Task to carry out:
Please find all lines containing "filename" in the listing below and copy them.
+---+
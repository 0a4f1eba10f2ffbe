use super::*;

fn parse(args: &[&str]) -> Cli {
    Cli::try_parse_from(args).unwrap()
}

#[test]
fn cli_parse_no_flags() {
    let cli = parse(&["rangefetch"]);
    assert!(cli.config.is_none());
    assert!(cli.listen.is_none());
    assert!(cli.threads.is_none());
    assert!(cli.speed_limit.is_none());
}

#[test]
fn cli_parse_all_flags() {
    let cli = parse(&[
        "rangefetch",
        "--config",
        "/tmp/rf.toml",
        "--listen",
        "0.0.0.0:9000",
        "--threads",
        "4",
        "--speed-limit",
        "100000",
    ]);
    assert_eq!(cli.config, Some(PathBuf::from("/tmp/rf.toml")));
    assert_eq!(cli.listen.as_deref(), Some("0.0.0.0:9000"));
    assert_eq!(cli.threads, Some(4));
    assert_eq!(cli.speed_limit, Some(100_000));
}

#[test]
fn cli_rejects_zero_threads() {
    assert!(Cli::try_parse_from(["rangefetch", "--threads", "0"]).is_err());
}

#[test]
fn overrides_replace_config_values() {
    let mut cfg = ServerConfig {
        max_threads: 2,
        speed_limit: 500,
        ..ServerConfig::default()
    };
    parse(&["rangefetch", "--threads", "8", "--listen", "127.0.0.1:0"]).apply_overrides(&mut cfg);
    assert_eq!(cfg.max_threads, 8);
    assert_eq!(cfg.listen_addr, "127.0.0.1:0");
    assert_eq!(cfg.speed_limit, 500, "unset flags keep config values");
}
+---+
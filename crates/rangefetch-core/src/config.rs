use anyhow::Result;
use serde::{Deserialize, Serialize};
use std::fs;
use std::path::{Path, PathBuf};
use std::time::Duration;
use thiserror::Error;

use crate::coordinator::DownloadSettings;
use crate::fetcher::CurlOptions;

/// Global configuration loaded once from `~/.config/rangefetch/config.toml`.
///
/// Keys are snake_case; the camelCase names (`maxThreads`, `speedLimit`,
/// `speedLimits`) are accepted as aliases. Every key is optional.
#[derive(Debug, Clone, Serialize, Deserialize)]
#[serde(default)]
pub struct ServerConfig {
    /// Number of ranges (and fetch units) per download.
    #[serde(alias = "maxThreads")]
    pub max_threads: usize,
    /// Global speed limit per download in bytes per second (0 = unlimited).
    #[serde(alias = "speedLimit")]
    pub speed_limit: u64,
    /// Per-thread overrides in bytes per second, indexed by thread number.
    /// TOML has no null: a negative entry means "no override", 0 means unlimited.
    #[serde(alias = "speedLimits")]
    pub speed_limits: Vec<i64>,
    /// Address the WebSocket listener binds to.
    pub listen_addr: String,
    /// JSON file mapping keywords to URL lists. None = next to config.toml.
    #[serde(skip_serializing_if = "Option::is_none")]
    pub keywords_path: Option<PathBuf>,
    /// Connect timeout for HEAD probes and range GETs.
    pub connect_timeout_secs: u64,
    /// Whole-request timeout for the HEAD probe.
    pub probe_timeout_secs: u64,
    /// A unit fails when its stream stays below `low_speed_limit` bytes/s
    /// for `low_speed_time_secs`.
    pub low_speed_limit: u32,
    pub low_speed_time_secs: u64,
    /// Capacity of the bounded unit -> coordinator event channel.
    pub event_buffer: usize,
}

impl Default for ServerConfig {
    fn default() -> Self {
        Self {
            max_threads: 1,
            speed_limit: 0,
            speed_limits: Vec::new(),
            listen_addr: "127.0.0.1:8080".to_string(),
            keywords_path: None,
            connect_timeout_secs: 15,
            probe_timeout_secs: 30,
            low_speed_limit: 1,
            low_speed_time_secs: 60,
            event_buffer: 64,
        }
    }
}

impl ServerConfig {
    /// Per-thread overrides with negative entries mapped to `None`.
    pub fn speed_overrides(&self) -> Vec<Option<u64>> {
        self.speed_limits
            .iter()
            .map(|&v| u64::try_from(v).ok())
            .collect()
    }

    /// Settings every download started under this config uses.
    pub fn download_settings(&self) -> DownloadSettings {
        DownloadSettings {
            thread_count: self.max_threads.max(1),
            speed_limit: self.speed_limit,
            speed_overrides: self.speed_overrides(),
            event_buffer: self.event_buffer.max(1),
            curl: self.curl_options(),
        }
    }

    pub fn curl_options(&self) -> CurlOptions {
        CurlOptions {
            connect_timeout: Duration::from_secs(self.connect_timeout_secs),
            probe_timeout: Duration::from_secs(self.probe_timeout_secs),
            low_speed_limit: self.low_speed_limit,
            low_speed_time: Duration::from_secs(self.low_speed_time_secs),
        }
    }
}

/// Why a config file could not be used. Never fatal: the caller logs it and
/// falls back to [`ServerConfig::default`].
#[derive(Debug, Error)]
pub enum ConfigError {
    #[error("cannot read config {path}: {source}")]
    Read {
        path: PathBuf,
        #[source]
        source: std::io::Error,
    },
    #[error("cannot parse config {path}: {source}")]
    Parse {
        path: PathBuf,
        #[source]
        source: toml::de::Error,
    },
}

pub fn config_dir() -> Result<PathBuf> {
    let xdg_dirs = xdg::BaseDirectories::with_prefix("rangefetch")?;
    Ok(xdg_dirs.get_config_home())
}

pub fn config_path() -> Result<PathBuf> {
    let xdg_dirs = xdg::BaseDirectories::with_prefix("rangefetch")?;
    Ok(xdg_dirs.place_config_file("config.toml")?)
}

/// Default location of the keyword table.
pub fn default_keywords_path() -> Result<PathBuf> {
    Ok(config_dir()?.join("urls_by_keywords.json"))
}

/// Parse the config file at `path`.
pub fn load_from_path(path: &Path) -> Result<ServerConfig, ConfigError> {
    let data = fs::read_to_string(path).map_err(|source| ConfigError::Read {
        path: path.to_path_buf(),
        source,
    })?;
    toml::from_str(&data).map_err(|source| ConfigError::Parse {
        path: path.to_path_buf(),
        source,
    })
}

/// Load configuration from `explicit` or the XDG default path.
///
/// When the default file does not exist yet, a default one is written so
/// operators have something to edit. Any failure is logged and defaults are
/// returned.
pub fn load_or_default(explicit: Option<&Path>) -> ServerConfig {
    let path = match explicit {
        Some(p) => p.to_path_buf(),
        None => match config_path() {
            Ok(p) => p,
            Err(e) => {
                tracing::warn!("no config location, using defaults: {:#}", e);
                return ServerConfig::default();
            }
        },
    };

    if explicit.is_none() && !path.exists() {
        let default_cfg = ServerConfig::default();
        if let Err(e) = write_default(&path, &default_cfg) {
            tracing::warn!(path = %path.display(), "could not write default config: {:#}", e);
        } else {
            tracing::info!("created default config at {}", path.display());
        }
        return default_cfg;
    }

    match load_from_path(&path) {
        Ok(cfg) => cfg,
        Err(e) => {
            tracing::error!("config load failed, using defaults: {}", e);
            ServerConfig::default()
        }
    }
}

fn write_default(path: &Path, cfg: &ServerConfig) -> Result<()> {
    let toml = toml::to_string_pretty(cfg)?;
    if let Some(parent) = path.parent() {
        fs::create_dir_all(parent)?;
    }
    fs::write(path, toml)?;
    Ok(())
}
+---+
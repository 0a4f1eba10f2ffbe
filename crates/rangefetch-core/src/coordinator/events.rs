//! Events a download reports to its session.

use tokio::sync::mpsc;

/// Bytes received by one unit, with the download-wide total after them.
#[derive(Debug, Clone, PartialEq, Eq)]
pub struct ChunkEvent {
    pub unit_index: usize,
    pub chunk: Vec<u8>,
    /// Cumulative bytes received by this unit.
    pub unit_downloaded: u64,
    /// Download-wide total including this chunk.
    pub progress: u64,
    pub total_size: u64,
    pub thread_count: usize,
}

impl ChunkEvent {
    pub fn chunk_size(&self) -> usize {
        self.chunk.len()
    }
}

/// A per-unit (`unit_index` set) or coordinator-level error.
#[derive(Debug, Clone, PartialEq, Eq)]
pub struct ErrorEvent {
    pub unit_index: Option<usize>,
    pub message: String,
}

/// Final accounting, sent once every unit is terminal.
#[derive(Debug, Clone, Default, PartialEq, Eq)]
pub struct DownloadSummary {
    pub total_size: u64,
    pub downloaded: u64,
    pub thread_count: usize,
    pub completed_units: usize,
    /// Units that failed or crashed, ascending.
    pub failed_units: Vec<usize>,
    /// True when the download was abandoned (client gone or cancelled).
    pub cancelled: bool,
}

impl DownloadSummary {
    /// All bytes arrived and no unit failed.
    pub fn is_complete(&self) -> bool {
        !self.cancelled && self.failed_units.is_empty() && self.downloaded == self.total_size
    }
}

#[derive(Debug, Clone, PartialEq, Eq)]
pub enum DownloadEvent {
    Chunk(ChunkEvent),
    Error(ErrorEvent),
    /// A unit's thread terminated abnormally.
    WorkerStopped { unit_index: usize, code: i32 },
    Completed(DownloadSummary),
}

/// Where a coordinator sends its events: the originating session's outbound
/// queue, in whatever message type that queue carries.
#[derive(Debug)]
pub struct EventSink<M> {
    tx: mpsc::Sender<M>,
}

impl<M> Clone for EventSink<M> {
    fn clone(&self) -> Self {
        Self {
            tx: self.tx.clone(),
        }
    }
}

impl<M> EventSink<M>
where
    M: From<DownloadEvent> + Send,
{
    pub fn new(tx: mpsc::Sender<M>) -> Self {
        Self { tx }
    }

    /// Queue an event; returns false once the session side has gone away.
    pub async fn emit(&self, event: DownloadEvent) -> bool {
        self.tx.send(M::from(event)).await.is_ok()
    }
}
+---+
Answer to this exercise:
filename crates/rangefetch-core/src/config.rs
filename crates/rangefetch-core/src/coordinator/events.rs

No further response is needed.